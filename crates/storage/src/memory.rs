use async_trait::async_trait;
use tokio::sync::Mutex;

use latprobe_core::Measurement;

use crate::error::SinkError;
use crate::sink::{LatencyFilter, MeasurementSink};

/// In-process sink. Nothing survives the process.
#[derive(Default)]
pub struct MemorySink {
    measurements: Mutex<Vec<Measurement>>,
}

impl MemorySink {
    pub fn new() -> Self {
        Self::default()
    }

    /// Copy of everything recorded so far, in write order.
    pub async fn snapshot(&self) -> Vec<Measurement> {
        self.measurements.lock().await.clone()
    }
}

#[async_trait]
impl MeasurementSink for MemorySink {
    async fn record(&self, measurement: &Measurement) -> Result<(), SinkError> {
        self.measurements.lock().await.push(measurement.clone());
        Ok(())
    }

    async fn count_where(&self, filter: LatencyFilter) -> Result<u64, SinkError> {
        let measurements = self.measurements.lock().await;
        Ok(measurements
            .iter()
            .filter(|m| filter.matches(m.elapsed_secs))
            .count() as u64)
    }

    async fn total_count(&self) -> Result<u64, SinkError> {
        Ok(self.measurements.lock().await.len() as u64)
    }
}

#[cfg(test)]
mod tests {
    use super::*;
    use std::sync::Arc;

    #[tokio::test]
    async fn counts_by_filter() {
        let sink = MemorySink::new();
        for (i, secs) in [0.1, 0.25, 0.4, 0.9].into_iter().enumerate() {
            sink.record(&Measurement::new(i as i64, "en", secs)).await.unwrap();
        }
        assert_eq!(sink.total_count().await.unwrap(), 4);
        assert_eq!(sink.count_where(LatencyFilter::AtMost(0.2)).await.unwrap(), 1);
        assert_eq!(sink.count_where(LatencyFilter::AtMost(0.5)).await.unwrap(), 3);
        assert_eq!(sink.count_where(LatencyFilter::Above(0.5)).await.unwrap(), 1);
    }

    #[tokio::test(flavor = "multi_thread", worker_threads = 4)]
    async fn concurrent_records_are_all_kept() {
        let sink = Arc::new(MemorySink::new());
        let handles: Vec<_> = (0..200)
            .map(|i| {
                let sink = sink.clone();
                tokio::spawn(async move {
                    sink.record(&Measurement::new(i, "ja", 0.01)).await.unwrap();
                })
            })
            .collect();
        for h in handles {
            h.await.unwrap();
        }
        assert_eq!(sink.total_count().await.unwrap(), 200);
        assert_eq!(sink.snapshot().await.len(), 200);
    }
}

+ + + + +

## What is being asked
Please transcribe the entries above exactly as written.

## Answer for the task
filename crates/storage/src/memory.rs
use async_trait::async_trait;
use tokio::sync::Mutex;

use latprobe_core::Measurement;

use crate::error::SinkError;
use crate::sink::{LatencyFilter, MeasurementSink};

/// In-process sink. Nothing survives the process.
#[derive(Default)]
pub struct MemorySink {
    measurements: Mutex<Vec<Measurement>>,
}

impl MemorySink {
    pub fn new() -> Self {
        Self::default()
    }

    /// Copy of everything recorded so far, in write order.
    pub async fn snapshot(&self) -> Vec<Measurement> {
        self.measurements.lock().await.clone()
    }
}

#[async_trait]
impl MeasurementSink for MemorySink {
    async fn record(&self, measurement: &Measurement) -> Result<(), SinkError> {
        self.measurements.lock().await.push(measurement.clone());
        Ok(())
    }

    async fn count_where(&self, filter: LatencyFilter) -> Result<u64, SinkError> {
        let measurements = self.measurements.lock().await;
        Ok(measurements
            .iter()
            .filter(|m| filter.matches(m.elapsed_secs))
            .count() as u64)
    }

    async fn total_count(&self) -> Result<u64, SinkError> {
        Ok(self.measurements.lock().await.len() as u64)
    }
}

#[cfg(test)]
mod tests {
    use super::*;
    use std::sync::Arc;

    #[tokio::test]
    async fn counts_by_filter() {
        let sink = MemorySink::new();
        for (i, secs) in [0.1, 0.25, 0.4, 0.9].into_iter().enumerate() {
            sink.record(&Measurement::new(i as i64, "en", secs)).await.unwrap();
        }
        assert_eq!(sink.total_count().await.unwrap(), 4);
        assert_eq!(sink.count_where(LatencyFilter::AtMost(0.2)).await.unwrap(), 1);
        assert_eq!(sink.count_where(LatencyFilter::AtMost(0.5)).await.unwrap(), 3);
        assert_eq!(sink.count_where(LatencyFilter::Above(0.5)).await.unwrap(), 1);
    }

    #[tokio::test(flavor = "multi_thread", worker_threads = 4)]
    async fn concurrent_records_are_all_kept() {
        let sink = Arc::new(MemorySink::new());
        let handles: Vec<_> = (0..200)
            .map(|i| {
                let sink = sink.clone();
                tokio::spawn(async move {
                    sink.record(&Measurement::new(i, "ja", 0.01)).await.unwrap();
                })
            })
            .collect();
        for h in handles {
            h.await.unwrap();
        }
        assert_eq!(sink.total_count().await.unwrap(), 200);
        assert_eq!(sink.snapshot().await.len(), 200);
    }
}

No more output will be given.